Each carefully labeled.
I step closer. My breath catches.
They’re marked with my name.
Not just one. Half a dozen. Dated. Catalogued. She’s been collecting me.
A chill crawls down my spine.
I search the nearby drawers. Notes, files, diagrams. Anatomical sketches—Enkian and human spliced together. Cell counts. DNA sequences mapped out and annotated with surgical precision.
She’s not just researching the Enkians. She’s trying to become one.
To turn herself divine.
A spiral-bound notebook catches my eye. Inside—drawings of old relics, ritual symbols, ancient underwater scripts I recognize from Cora’s stories. Pages and pages of hypotheses. She’s not just chasing evolution. She’s chasing transcendence.
I close the book and step away, heart pounding.
I’ve seen enough.
I’m halfway to the door when I hear it open.
Panic flares. I dart behind the nearest column of equipment, crouching low just as two sets of footsteps enter the lab.
Shoal and Lily.
I hold my breath and listen.
“You’re slowing everything down,” Lily snaps, pacing furiously across the room. “They’re slipping through our fingers.”

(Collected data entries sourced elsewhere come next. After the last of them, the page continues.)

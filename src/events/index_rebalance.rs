// src/events/index_rebalance.rs
//
// 05_index_rebalance_rules.ics — rule-derived index rebalance windows: the
// second Friday of March, June, September and December. No upstream fetch;
// the effective date is usually the next trading day and is announced
// separately.

use anyhow::Result;
use chrono::{Datelike, Duration, NaiveDate, Weekday};
use tracing::info;

use crate::config::Config;
use crate::ics::{register, CalendarSink, EventSpec, EventTime};

const REBALANCE_MONTHS: [u32; 4] = [3, 6, 9, 12];

pub fn generate(cfg: &Config, all: &mut CalendarSink) -> Result<()> {
    let window = cfg.window();
    let events = build_events(window.start, window.end);
    info!(count = events.len(), "index rebalance rule dates in window");

    let mut cal = CalendarSink::new("A股｜指数调样（规则日）", cfg.max_events_per_day);
    for ev in &events {
        register(ev, &mut cal, all);
    }
    cal.write(&cfg.out_dir, "05_index_rebalance_rules.ics")?;
    Ok(())
}

fn build_events(start: NaiveDate, end: NaiveDate) -> Vec<EventSpec> {
    let mut events = Vec::new();
    let mut cursor = start.with_day(1).expect("first of month is always valid");
    while cursor <= end {
        if REBALANCE_MONTHS.contains(&cursor.month()) {
            let day = second_friday(cursor.year(), cursor.month());
            if start <= day && day <= end {
                events.push(EventSpec {
                    summary: "指数样本定期调整窗口（按规则推算；最终以公告为准）".to_string(),
                    description: String::new(),
                    uid: format!("idx-reb-{}", day),
                    when: EventTime::AllDay(day),
                });
            }
        }
        cursor = next_month(cursor);
    }
    events
}

fn second_friday(year: i32, month: u32) -> NaiveDate {
    let mut d = NaiveDate::from_ymd_opt(year, month, 1).expect("first of month is always valid");
    while d.weekday() != Weekday::Fri {
        d += Duration::days(1);
    }
    d + Duration::days(7)
}

pub(crate) fn next_month(first_of_month: NaiveDate) -> NaiveDate {
    let (y, m) = if first_of_month.month() == 12 {
        (first_of_month.year() + 1, 1)
    } else {
        (first_of_month.year(), first_of_month.month() + 1)
    };
    NaiveDate::from_ymd_opt(y, m, 1).expect("first of month is always valid")
}

#[cfg(test)]
mod tests {
    use super::*;

    #[test]
    fn second_friday_is_computed_correctly() {
        // June 2026: 1st is a Monday, Fridays fall on 5, 12, 19, 26
        assert_eq!(
            second_friday(2026, 6),
            NaiveDate::from_ymd_opt(2026, 6, 12).unwrap()
        );
        // March 2026: 1st is a Sunday, Fridays fall on 6, 13, ...
        assert_eq!(
            second_friday(2026, 3),
            NaiveDate::from_ymd_opt(2026, 3, 13).unwrap()
        );
    }

    #[test]
    fn only_quarter_end_months_inside_the_window_emit() {
        let start = NaiveDate::from_ymd_opt(2026, 5, 1).unwrap();
        let end = NaiveDate::from_ymd_opt(2026, 10, 1).unwrap();
        let events = build_events(start, end);
        let uids: Vec<_> = events.iter().map(|e| e.uid.as_str()).collect();
        assert_eq!(uids, vec!["idx-reb-2026-06-12", "idx-reb-2026-09-11"]);
    }

    #[test]
    fn year_rollover_is_handled() {
        let start = NaiveDate::from_ymd_opt(2026, 11, 20).unwrap();
        let end = NaiveDate::from_ymd_opt(2027, 3, 31).unwrap();
        let events = build_events(start, end);
        let uids: Vec<_> = events.iter().map(|e| e.uid.as_str()).collect();
        assert_eq!(uids, vec!["idx-reb-2026-12-11", "idx-reb-2027-03-12"]);
    }
}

Shoal sounds calm, almost bored. “It’s called patience, Liliana. Something you used to value.”
“I value results. Do you really think your brother and his little hybrid are just going to stick around forever? They’re planning something.”
“Undoubtedly,” Shoal says. “But we don’t keep them here by force—we keep them here by trust. That’s the difference.”
“Trust?” she scoffs. “From them? They’d drown this facility if it suited them.”
“Then give them a reason not to.”
Lily rounds on him. “I want more than promises, Shoal.”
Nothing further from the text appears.